[[ Input material open ]]

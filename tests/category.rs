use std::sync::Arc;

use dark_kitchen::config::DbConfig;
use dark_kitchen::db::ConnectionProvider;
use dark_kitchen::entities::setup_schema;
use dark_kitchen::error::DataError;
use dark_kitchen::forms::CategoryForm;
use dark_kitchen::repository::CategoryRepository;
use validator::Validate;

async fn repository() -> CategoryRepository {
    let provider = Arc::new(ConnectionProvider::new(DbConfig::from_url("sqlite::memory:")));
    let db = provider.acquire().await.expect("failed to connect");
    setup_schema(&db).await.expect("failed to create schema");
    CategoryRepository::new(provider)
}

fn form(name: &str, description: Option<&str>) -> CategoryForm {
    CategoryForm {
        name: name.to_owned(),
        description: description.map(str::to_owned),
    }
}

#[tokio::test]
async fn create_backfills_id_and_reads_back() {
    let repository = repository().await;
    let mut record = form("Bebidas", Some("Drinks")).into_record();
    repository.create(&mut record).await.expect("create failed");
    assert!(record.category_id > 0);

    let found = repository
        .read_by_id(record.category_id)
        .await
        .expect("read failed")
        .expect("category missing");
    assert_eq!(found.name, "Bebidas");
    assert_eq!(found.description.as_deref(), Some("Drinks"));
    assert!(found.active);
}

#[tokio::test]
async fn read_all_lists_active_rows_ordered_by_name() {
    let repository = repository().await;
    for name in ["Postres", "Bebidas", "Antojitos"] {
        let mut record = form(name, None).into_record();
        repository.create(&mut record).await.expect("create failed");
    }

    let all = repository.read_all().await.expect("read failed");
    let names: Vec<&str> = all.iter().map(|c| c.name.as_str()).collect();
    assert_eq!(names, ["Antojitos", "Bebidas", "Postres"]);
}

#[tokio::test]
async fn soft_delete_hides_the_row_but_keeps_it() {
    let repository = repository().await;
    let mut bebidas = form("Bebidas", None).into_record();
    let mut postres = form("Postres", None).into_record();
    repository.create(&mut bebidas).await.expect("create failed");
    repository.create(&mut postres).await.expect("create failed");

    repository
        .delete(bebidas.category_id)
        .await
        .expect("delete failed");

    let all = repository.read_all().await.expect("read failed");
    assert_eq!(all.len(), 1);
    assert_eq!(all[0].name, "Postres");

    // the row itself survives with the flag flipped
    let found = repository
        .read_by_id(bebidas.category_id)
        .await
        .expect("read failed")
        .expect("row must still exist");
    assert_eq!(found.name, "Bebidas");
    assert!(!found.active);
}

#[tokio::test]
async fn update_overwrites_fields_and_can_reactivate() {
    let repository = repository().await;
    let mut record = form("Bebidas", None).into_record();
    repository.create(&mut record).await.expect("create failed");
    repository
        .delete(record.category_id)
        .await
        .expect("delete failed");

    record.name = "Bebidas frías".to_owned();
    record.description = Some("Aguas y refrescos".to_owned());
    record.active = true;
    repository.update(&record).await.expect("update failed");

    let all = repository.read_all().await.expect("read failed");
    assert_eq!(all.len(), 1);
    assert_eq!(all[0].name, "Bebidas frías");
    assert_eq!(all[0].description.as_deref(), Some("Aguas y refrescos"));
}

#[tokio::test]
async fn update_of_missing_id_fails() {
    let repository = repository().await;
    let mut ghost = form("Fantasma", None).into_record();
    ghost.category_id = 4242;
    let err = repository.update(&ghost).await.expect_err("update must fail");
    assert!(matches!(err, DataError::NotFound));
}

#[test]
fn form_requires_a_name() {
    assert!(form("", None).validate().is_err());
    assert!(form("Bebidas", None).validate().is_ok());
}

[[ Input material closed ]]

Extract all of the data above and output it character for character.

» **Written solution**:
filename tests/category.rs
use std::sync::Arc;

use dark_kitchen::config::DbConfig;
use dark_kitchen::db::ConnectionProvider;
use dark_kitchen::entities::setup_schema;
use dark_kitchen::error::DataError;
use dark_kitchen::forms::CategoryForm;
use dark_kitchen::repository::CategoryRepository;
use validator::Validate;

async fn repository() -> CategoryRepository {
    let provider = Arc::new(ConnectionProvider::new(DbConfig::from_url("sqlite::memory:")));
    let db = provider.acquire().await.expect("failed to connect");
    setup_schema(&db).await.expect("failed to create schema");
    CategoryRepository::new(provider)
}

fn form(name: &str, description: Option<&str>) -> CategoryForm {
    CategoryForm {
        name: name.to_owned(),
        description: description.map(str::to_owned),
    }
}

#[tokio::test]
async fn create_backfills_id_and_reads_back() {
    let repository = repository().await;
    let mut record = form("Bebidas", Some("Drinks")).into_record();
    repository.create(&mut record).await.expect("create failed");
    assert!(record.category_id > 0);

    let found = repository
        .read_by_id(record.category_id)
        .await
        .expect("read failed")
        .expect("category missing");
    assert_eq!(found.name, "Bebidas");
    assert_eq!(found.description.as_deref(), Some("Drinks"));
    assert!(found.active);
}

#[tokio::test]
async fn read_all_lists_active_rows_ordered_by_name() {
    let repository = repository().await;
    for name in ["Postres", "Bebidas", "Antojitos"] {
        let mut record = form(name, None).into_record();
        repository.create(&mut record).await.expect("create failed");
    }

    let all = repository.read_all().await.expect("read failed");
    let names: Vec<&str> = all.iter().map(|c| c.name.as_str()).collect();
    assert_eq!(names, ["Antojitos", "Bebidas", "Postres"]);
}

#[tokio::test]
async fn soft_delete_hides_the_row_but_keeps_it() {
    let repository = repository().await;
    let mut bebidas = form("Bebidas", None).into_record();
    let mut postres = form("Postres", None).into_record();
    repository.create(&mut bebidas).await.expect("create failed");
    repository.create(&mut postres).await.expect("create failed");

    repository
        .delete(bebidas.category_id)
        .await
        .expect("delete failed");

    let all = repository.read_all().await.expect("read failed");
    assert_eq!(all.len(), 1);
    assert_eq!(all[0].name, "Postres");

    // the row itself survives with the flag flipped
    let found = repository
        .read_by_id(bebidas.category_id)
        .await
        .expect("read failed")
        .expect("row must still exist");
    assert_eq!(found.name, "Bebidas");
    assert!(!found.active);
}

#[tokio::test]
async fn update_overwrites_fields_and_can_reactivate() {
    let repository = repository().await;
    let mut record = form("Bebidas", None).into_record();
    repository.create(&mut record).await.expect("create failed");
    repository
        .delete(record.category_id)
        .await
        .expect("delete failed");

    record.name = "Bebidas frías".to_owned();
    record.description = Some("Aguas y refrescos".to_owned());
    record.active = true;
    repository.update(&record).await.expect("update failed");

    let all = repository.read_all().await.expect("read failed");
    assert_eq!(all.len(), 1);
    assert_eq!(all[0].name, "Bebidas frías");
    assert_eq!(all[0].description.as_deref(), Some("Aguas y refrescos"));
}

#[tokio::test]
async fn update_of_missing_id_fails() {
    let repository = repository().await;
    let mut ghost = form("Fantasma", None).into_record();
    ghost.category_id = 4242;
    let err = repository.update(&ghost).await.expect_err("update must fail");
    assert!(matches!(err, DataError::NotFound));
}

#[test]
fn form_requires_a_name() {
    assert!(form("", None).validate().is_err());
    assert!(form("Bebidas", None).validate().is_ok());
}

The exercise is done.